Exercise aim: Pick the lines holding the string "wire" out of the records and copy them.

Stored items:
---

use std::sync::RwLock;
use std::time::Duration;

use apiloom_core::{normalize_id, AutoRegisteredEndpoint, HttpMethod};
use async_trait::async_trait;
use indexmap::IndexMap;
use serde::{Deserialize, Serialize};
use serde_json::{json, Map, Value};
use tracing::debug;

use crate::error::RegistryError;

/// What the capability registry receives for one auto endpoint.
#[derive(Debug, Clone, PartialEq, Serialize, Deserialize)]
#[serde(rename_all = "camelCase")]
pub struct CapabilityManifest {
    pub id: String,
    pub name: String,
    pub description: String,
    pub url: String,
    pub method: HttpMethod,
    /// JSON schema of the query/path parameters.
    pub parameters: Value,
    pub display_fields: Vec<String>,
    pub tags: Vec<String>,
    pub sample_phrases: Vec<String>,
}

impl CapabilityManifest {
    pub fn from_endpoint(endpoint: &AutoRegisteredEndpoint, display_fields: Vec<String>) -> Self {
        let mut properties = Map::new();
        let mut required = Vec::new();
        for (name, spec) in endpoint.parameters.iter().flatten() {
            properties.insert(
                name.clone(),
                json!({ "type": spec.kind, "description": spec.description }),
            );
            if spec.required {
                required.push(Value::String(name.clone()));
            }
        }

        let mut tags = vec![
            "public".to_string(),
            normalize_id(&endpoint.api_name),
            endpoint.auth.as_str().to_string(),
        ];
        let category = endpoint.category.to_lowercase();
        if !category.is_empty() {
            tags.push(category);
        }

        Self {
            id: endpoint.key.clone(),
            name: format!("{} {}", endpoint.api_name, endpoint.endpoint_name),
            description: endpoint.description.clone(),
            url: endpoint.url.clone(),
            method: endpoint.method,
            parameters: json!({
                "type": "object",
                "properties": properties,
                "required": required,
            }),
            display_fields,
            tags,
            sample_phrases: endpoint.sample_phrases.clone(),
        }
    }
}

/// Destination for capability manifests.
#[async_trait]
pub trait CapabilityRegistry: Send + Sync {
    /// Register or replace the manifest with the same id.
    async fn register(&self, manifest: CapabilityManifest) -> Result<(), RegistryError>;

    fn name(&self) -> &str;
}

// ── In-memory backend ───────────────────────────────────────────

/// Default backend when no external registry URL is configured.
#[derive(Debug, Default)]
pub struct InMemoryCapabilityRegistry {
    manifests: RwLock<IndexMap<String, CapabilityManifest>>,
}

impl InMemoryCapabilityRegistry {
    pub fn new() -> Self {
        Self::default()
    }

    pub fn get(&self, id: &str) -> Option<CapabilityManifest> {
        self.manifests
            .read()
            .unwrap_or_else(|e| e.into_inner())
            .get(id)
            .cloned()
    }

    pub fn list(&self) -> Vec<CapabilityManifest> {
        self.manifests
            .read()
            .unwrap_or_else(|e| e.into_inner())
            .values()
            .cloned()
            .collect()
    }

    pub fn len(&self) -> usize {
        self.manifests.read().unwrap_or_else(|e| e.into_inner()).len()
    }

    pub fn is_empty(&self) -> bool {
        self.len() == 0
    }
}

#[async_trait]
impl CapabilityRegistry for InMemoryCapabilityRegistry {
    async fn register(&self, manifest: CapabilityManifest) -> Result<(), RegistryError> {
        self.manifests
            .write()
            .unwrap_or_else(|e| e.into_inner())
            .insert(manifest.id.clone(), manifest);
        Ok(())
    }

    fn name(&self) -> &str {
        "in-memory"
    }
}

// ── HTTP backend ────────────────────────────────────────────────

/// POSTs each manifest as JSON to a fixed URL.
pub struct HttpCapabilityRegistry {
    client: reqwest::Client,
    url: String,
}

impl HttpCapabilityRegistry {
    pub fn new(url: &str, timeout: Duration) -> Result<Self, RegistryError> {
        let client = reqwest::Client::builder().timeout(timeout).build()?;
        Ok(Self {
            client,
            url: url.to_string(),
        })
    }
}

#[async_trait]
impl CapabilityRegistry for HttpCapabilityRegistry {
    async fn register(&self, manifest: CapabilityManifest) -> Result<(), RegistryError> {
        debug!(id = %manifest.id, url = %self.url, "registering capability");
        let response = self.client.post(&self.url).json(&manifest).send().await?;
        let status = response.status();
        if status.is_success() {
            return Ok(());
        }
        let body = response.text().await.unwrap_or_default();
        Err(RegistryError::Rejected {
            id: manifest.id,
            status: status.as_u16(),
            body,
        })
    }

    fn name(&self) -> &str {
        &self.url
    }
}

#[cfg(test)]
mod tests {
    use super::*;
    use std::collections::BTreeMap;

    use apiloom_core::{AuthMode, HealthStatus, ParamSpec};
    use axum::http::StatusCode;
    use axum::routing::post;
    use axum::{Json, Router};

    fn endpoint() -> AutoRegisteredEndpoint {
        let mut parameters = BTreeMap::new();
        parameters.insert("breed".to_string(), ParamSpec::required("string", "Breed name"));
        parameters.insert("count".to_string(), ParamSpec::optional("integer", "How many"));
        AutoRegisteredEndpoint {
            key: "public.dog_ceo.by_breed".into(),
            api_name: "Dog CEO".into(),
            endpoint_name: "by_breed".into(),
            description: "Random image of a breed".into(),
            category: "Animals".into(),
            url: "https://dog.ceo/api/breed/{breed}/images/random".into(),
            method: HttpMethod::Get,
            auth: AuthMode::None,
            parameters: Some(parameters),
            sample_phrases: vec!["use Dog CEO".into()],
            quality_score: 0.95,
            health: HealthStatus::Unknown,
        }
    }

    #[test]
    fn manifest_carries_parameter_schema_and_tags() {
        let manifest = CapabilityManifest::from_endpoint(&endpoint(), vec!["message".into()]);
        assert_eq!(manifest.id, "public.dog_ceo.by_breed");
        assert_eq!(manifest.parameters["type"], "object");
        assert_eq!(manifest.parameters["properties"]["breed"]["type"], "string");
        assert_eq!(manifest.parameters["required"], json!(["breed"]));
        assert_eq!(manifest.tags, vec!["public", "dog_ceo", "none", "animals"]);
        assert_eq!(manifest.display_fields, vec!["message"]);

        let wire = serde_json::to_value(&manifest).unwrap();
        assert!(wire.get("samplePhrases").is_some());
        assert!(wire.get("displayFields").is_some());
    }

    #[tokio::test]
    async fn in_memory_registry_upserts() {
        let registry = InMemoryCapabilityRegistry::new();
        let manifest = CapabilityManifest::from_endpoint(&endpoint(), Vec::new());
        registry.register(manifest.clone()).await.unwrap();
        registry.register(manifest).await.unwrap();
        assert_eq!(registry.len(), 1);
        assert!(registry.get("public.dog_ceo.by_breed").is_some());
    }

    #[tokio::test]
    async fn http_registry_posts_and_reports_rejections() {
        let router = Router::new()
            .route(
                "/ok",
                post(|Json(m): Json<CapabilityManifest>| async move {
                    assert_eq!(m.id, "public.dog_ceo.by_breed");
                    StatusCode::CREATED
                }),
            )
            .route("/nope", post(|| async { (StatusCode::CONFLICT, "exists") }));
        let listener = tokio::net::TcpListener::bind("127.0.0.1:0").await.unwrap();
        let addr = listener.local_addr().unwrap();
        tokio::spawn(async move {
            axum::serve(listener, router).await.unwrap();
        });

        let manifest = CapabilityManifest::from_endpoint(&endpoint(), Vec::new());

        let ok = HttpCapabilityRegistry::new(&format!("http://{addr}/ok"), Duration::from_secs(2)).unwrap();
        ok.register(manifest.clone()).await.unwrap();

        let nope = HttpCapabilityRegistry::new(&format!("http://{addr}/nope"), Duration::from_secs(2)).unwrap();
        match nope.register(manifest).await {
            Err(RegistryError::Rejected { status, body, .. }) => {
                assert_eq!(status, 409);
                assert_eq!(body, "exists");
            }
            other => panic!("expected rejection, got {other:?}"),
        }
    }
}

---

Solution to this problem:
        let wire = serde_json::to_value(&manifest).unwrap();
        assert!(wire.get("samplePhrases").is_some());
        assert!(wire.get("displayFields").is_some());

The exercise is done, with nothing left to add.